创建 Amazon CloudWatch 告警
你可以创建 Amazon CloudWatch 警报,用于在警报改变状态时发送 Amazon SNS 消息。警报会监控某个指标在一定时间段(由您指定)的变化情况,并根据相对于指定阈值的指标值每隔若干个时间段执行一项或多项操作。访问 CloudWatch 界面,选择左边“All alarms”,创建 alarm,并选择所需的 metrics。

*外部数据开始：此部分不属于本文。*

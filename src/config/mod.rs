use std::env;
use std::fmt::Display;
use std::path::PathBuf;
use std::str::FromStr;

use serde::{Deserialize, Serialize};

use crate::error::{AppError, LinkographError, LinkographResult};
use crate::metrics::MetricWeights;

/// Application configuration loaded from environment variables
#[derive(Debug, Clone)]
pub struct Config {
    /// Analysis thresholds and windows
    pub engine: LinkographConfig,
    /// Indicator weight tables
    pub weights: MetricWeights,
    /// Embedding service settings
    pub embedding: EmbeddingConfig,
    /// HTTP request settings
    pub request: RequestConfig,
    /// Logging settings
    pub logging: LoggingConfig,
}

/// Embedding service configuration
#[derive(Debug, Clone)]
pub struct EmbeddingConfig {
    /// Service root; `/v1/embeddings` is appended
    pub base_url: String,
    /// Model name sent with each request
    pub model: String,
    /// Bearer token, if the service needs one
    pub api_key: Option<String>,
    /// Expected vector length
    pub dimensions: usize,
}

/// Logging configuration
#[derive(Debug, Clone)]
pub struct LoggingConfig {
    /// Filter directive used when `RUST_LOG` is unset
    pub level: String,
    /// Output format
    pub format: LogFormat,
}

/// Log output format
#[derive(Debug, Clone, PartialEq)]
pub enum LogFormat {
    /// Human-readable
    Pretty,
    /// One JSON object per line
    Json,
}

/// Largest accepted `MAX_RETRIES`.
pub const MAX_RETRIES_LIMIT: u32 = 10;

/// HTTP request configuration
#[derive(Debug, Clone)]
pub struct RequestConfig {
    /// Per-request timeout
    pub timeout_ms: u64,
    /// Retries after the first attempt
    pub max_retries: u32,
    /// Base delay for exponential backoff
    pub retry_delay_ms: u64,
}

/// Heuristic thresholds and window sizes for linkograph analysis.
///
/// Every tunable constant of the engine lives here so that re-calibration is
/// a configuration change. Missing fields fall back to their defaults when
/// deserialized from JSON.
#[derive(Debug, Clone, PartialEq, Serialize, Deserialize)]
pub struct LinkographConfig {
    /// Minimum cosine similarity for two moves to be linked
    #[serde(default = "default_similarity_threshold")]
    pub similarity_threshold: f64,
    /// Maximum index distance between linked moves
    #[serde(default = "default_max_link_range")]
    pub max_link_range: usize,
    /// Links spanning at most this many moves are lateral
    #[serde(default = "default_lateral_window")]
    pub lateral_window: usize,
    /// Number of moves in a chunk window
    #[serde(default = "default_chunk_window_size")]
    pub chunk_window_size: usize,
    /// Internal density a chunk window must exceed
    #[serde(default = "default_chunk_density_threshold")]
    pub chunk_density_threshold: f64,
    /// Minimum total links for a move to anchor a web
    #[serde(default = "default_web_link_threshold")]
    pub web_link_threshold: usize,
    /// Minimum number of chained moves in a sawtooth
    #[serde(default = "default_sawtooth_min_run")]
    pub sawtooth_min_run: usize,
    /// Consecutive orphans needed to raise a struggle signal
    #[serde(default = "default_orphan_run_threshold")]
    pub orphan_run_threshold: usize,
    /// Absolute floor for the critical-move link count
    #[serde(default = "default_critical_move_floor")]
    pub critical_move_floor: usize,
    /// Fraction of the session length used as the critical-move threshold
    #[serde(default = "default_critical_move_fraction")]
    pub critical_move_fraction: f64,
    /// Size of each window compared for breakthroughs
    #[serde(default = "default_breakthrough_window")]
    pub breakthrough_window: usize,
    /// Density ratio the later window must exceed
    #[serde(default = "default_breakthrough_ratio")]
    pub breakthrough_ratio: f64,
    /// Crossings closer than this (in move units) merge into one node
    #[serde(default = "default_intersection_tolerance")]
    pub intersection_tolerance: f64,
    /// Whether to compute rendering-only intersection nodes
    #[serde(default = "default_include_intersections")]
    pub include_intersections: bool,
}

fn default_similarity_threshold() -> f64 {
    0.35
}

fn default_max_link_range() -> usize {
    15
}

fn default_lateral_window() -> usize {
    3
}

fn default_chunk_window_size() -> usize {
    5
}

fn default_chunk_density_threshold() -> f64 {
    0.30
}

fn default_web_link_threshold() -> usize {
    5
}

fn default_sawtooth_min_run() -> usize {
    3
}

fn default_orphan_run_threshold() -> usize {
    3
}

fn default_critical_move_floor() -> usize {
    3
}

fn default_critical_move_fraction() -> f64 {
    0.10
}

fn default_breakthrough_window() -> usize {
    5
}

fn default_breakthrough_ratio() -> f64 {
    1.5
}

fn default_intersection_tolerance() -> f64 {
    0.25
}

fn default_include_intersections() -> bool {
    true
}

impl Default for LinkographConfig {
    fn default() -> Self {
        Self {
            similarity_threshold: default_similarity_threshold(),
            max_link_range: default_max_link_range(),
            lateral_window: default_lateral_window(),
            chunk_window_size: default_chunk_window_size(),
            chunk_density_threshold: default_chunk_density_threshold(),
            web_link_threshold: default_web_link_threshold(),
            sawtooth_min_run: default_sawtooth_min_run(),
            orphan_run_threshold: default_orphan_run_threshold(),
            critical_move_floor: default_critical_move_floor(),
            critical_move_fraction: default_critical_move_fraction(),
            breakthrough_window: default_breakthrough_window(),
            breakthrough_ratio: default_breakthrough_ratio(),
            intersection_tolerance: default_intersection_tolerance(),
            include_intersections: default_include_intersections(),
        }
    }
}

impl LinkographConfig {
    /// Set the similarity threshold
    pub fn with_similarity_threshold(mut self, threshold: f64) -> Self {
        self.similarity_threshold = threshold;
        self
    }

    /// Set the maximum link range
    pub fn with_max_link_range(mut self, range: usize) -> Self {
        self.max_link_range = range;
        self
    }

    /// Enable or disable intersection analysis
    pub fn with_intersections(mut self, enabled: bool) -> Self {
        self.include_intersections = enabled;
        self
    }

    /// Check every value against its admissible range.
    pub fn validate(&self) -> LinkographResult<()> {
        check_unit("similarity_threshold", self.similarity_threshold)?;
        check_unit("chunk_density_threshold", self.chunk_density_threshold)?;
        check_unit("critical_move_fraction", self.critical_move_fraction)?;
        check_min("max_link_range", self.max_link_range, 1)?;
        check_min("chunk_window_size", self.chunk_window_size, 2)?;
        check_min("breakthrough_window", self.breakthrough_window, 2)?;
        check_min("web_link_threshold", self.web_link_threshold, 1)?;
        check_min("sawtooth_min_run", self.sawtooth_min_run, 2)?;
        check_min("orphan_run_threshold", self.orphan_run_threshold, 1)?;
        check_min("critical_move_floor", self.critical_move_floor, 1)?;
        check_positive("breakthrough_ratio", self.breakthrough_ratio)?;
        check_positive("intersection_tolerance", self.intersection_tolerance)?;
        Ok(())
    }
}

fn check_unit(field: &str, value: f64) -> LinkographResult<()> {
    if value.is_finite() && (0.0..=1.0).contains(&value) {
        Ok(())
    } else {
        Err(LinkographError::config(
            field,
            format!("must be within [0, 1], got {}", value),
        ))
    }
}

fn check_min(field: &str, value: usize, min: usize) -> LinkographResult<()> {
    if value >= min {
        Ok(())
    } else {
        Err(LinkographError::config(
            field,
            format!("must be at least {}, got {}", min, value),
        ))
    }
}

fn check_positive(field: &str, value: f64) -> LinkographResult<()> {
    if value.is_finite() && value > 0.0 {
        Ok(())
    } else {
        Err(LinkographError::config(
            field,
            format!("must be a positive finite number, got {}", value),
        ))
    }
}

/// Read and parse an environment variable, using `default` only when unset.
fn env_parse<T>(key: &str, default: T) -> Result<T, AppError>
where
    T: FromStr,
    T::Err: Display,
{
    match env::var(key) {
        Ok(raw) => raw.trim().parse().map_err(|e| AppError::Config {
            message: format!("{} has invalid value '{}': {}", key, raw, e),
        }),
        Err(_) => Ok(default),
    }
}

impl Config {
    /// Load configuration from environment variables
    pub fn from_env() -> Result<Self, AppError> {
        // Load .env file if present (ignore errors if not found)
        let _ = dotenvy::dotenv();

        let defaults = LinkographConfig::default();
        let engine = LinkographConfig {
            similarity_threshold: env_parse(
                "LINKOGRAPHY_SIMILARITY_THRESHOLD",
                defaults.similarity_threshold,
            )?,
            max_link_range: env_parse("LINKOGRAPHY_MAX_LINK_RANGE", defaults.max_link_range)?,
            lateral_window: env_parse("LINKOGRAPHY_LATERAL_WINDOW", defaults.lateral_window)?,
            chunk_window_size: env_parse(
                "LINKOGRAPHY_CHUNK_WINDOW_SIZE",
                defaults.chunk_window_size,
            )?,
            chunk_density_threshold: env_parse(
                "LINKOGRAPHY_CHUNK_DENSITY_THRESHOLD",
                defaults.chunk_density_threshold,
            )?,
            web_link_threshold: env_parse(
                "LINKOGRAPHY_WEB_LINK_THRESHOLD",
                defaults.web_link_threshold,
            )?,
            sawtooth_min_run: env_parse("LINKOGRAPHY_SAWTOOTH_MIN_RUN", defaults.sawtooth_min_run)?,
            orphan_run_threshold: env_parse(
                "LINKOGRAPHY_ORPHAN_RUN_THRESHOLD",
                defaults.orphan_run_threshold,
            )?,
            critical_move_floor: env_parse(
                "LINKOGRAPHY_CRITICAL_MOVE_FLOOR",
                defaults.critical_move_floor,
            )?,
            critical_move_fraction: env_parse(
                "LINKOGRAPHY_CRITICAL_MOVE_FRACTION",
                defaults.critical_move_fraction,
            )?,
            breakthrough_window: env_parse(
                "LINKOGRAPHY_BREAKTHROUGH_WINDOW",
                defaults.breakthrough_window,
            )?,
            breakthrough_ratio: env_parse(
                "LINKOGRAPHY_BREAKTHROUGH_RATIO",
                defaults.breakthrough_ratio,
            )?,
            intersection_tolerance: env_parse(
                "LINKOGRAPHY_INTERSECTION_TOLERANCE",
                defaults.intersection_tolerance,
            )?,
            include_intersections: env_parse(
                "LINKOGRAPHY_INCLUDE_INTERSECTIONS",
                defaults.include_intersections,
            )?,
        };

        engine.validate().map_err(|e| AppError::Config {
            message: e.to_string(),
        })?;

        let weights = match env::var("LINKOGRAPHY_WEIGHTS_PATH") {
            Ok(path) => MetricWeights::from_json_file(&PathBuf::from(path))?,
            Err(_) => MetricWeights::default(),
        };

        let embedding = EmbeddingConfig {
            base_url: env::var("EMBEDDING_BASE_URL")
                .unwrap_or_else(|_| "http://127.0.0.1:11434".to_string()),
            model: env::var("EMBEDDING_MODEL").unwrap_or_else(|_| "all-minilm".to_string()),
            api_key: env::var("EMBEDDING_API_KEY").ok().filter(|k| !k.is_empty()),
            dimensions: env_parse("EMBEDDING_DIMENSIONS", 384)?,
        };

        if embedding.dimensions == 0 {
            return Err(AppError::Config {
                message: "EMBEDDING_DIMENSIONS must be greater than zero".to_string(),
            });
        }

        let logging = LoggingConfig {
            level: env::var("LOG_LEVEL").unwrap_or_else(|_| "info".to_string()),
            format: match env::var("LOG_FORMAT")
                .unwrap_or_else(|_| "pretty".to_string())
                .to_lowercase()
                .as_str()
            {
                "json" => LogFormat::Json,
                _ => LogFormat::Pretty,
            },
        };

        let request = RequestConfig {
            timeout_ms: env_parse("REQUEST_TIMEOUT_MS", 30000)?,
            max_retries: env_parse("MAX_RETRIES", 3)?,
            retry_delay_ms: env_parse("RETRY_DELAY_MS", 1000)?,
        };

        if request.max_retries > MAX_RETRIES_LIMIT {
            return Err(AppError::Config {
                message: format!(
                    "MAX_RETRIES must be at most {}, got {}",
                    MAX_RETRIES_LIMIT, request.max_retries
                ),
            });
        }

        Ok(Config {
            engine,
            weights,
            embedding,
            request,
            logging,
        })
    }
}

impl Default for RequestConfig {
    fn default() -> Self {
        Self {
            timeout_ms: 30000,
            max_retries: 3,
            retry_delay_ms: 1000,
        }
    }
}

impl Default for LoggingConfig {
    fn default() -> Self {
        Self {
            level: "info".to_string(),
            format: LogFormat::Pretty,
        }
    }
}

impl Default for Config {
    fn default() -> Self {
        Self {
            engine: LinkographConfig::default(),
            weights: MetricWeights::default(),
            embedding: EmbeddingConfig::default(),
            request: RequestConfig::default(),
            logging: LoggingConfig::default(),
        }
    }
}

impl Default for EmbeddingConfig {
    fn default() -> Self {
        Self {
            base_url: "http://127.0.0.1:11434".to_string(),
            model: "all-minilm".to_string(),
            api_key: None,
            dimensions: 384,
        }
    }
}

设定相应的告警条件,并在告警方式中选择添加相应的 SNS topic。如果 threshold type 选择 anomaly detection,请注意在 metrics 中启用 anomaly detection 功能,具体应用 anomaly detection 告警功能的配置,请参考:根据异常检测创建 CloudWatch 告警 – Amazon CloudWatch。
总结
本文介绍了 Amazon WAF 的基本概念及其在不同垂直行业中的应用。随着越来越多的企业迁移上云,如何保障应用程序的安全成为人们更加关注的方向。在使用 WAF 时,还需要重视 WAF 日志和监控的收集和分析工作,及时发现并解决问题。总之,合理、稳定地使用 WAF,本文还提供了集成 Log Hub 日志通解决方案的方式,以帮助用户更有效地实现 WAF 访问日志的查询和可视化,提高 WAF 的拦截效率,减少误报,从而有效防止 Web 应用遭受各种攻击,提高系统的安全性和可靠性。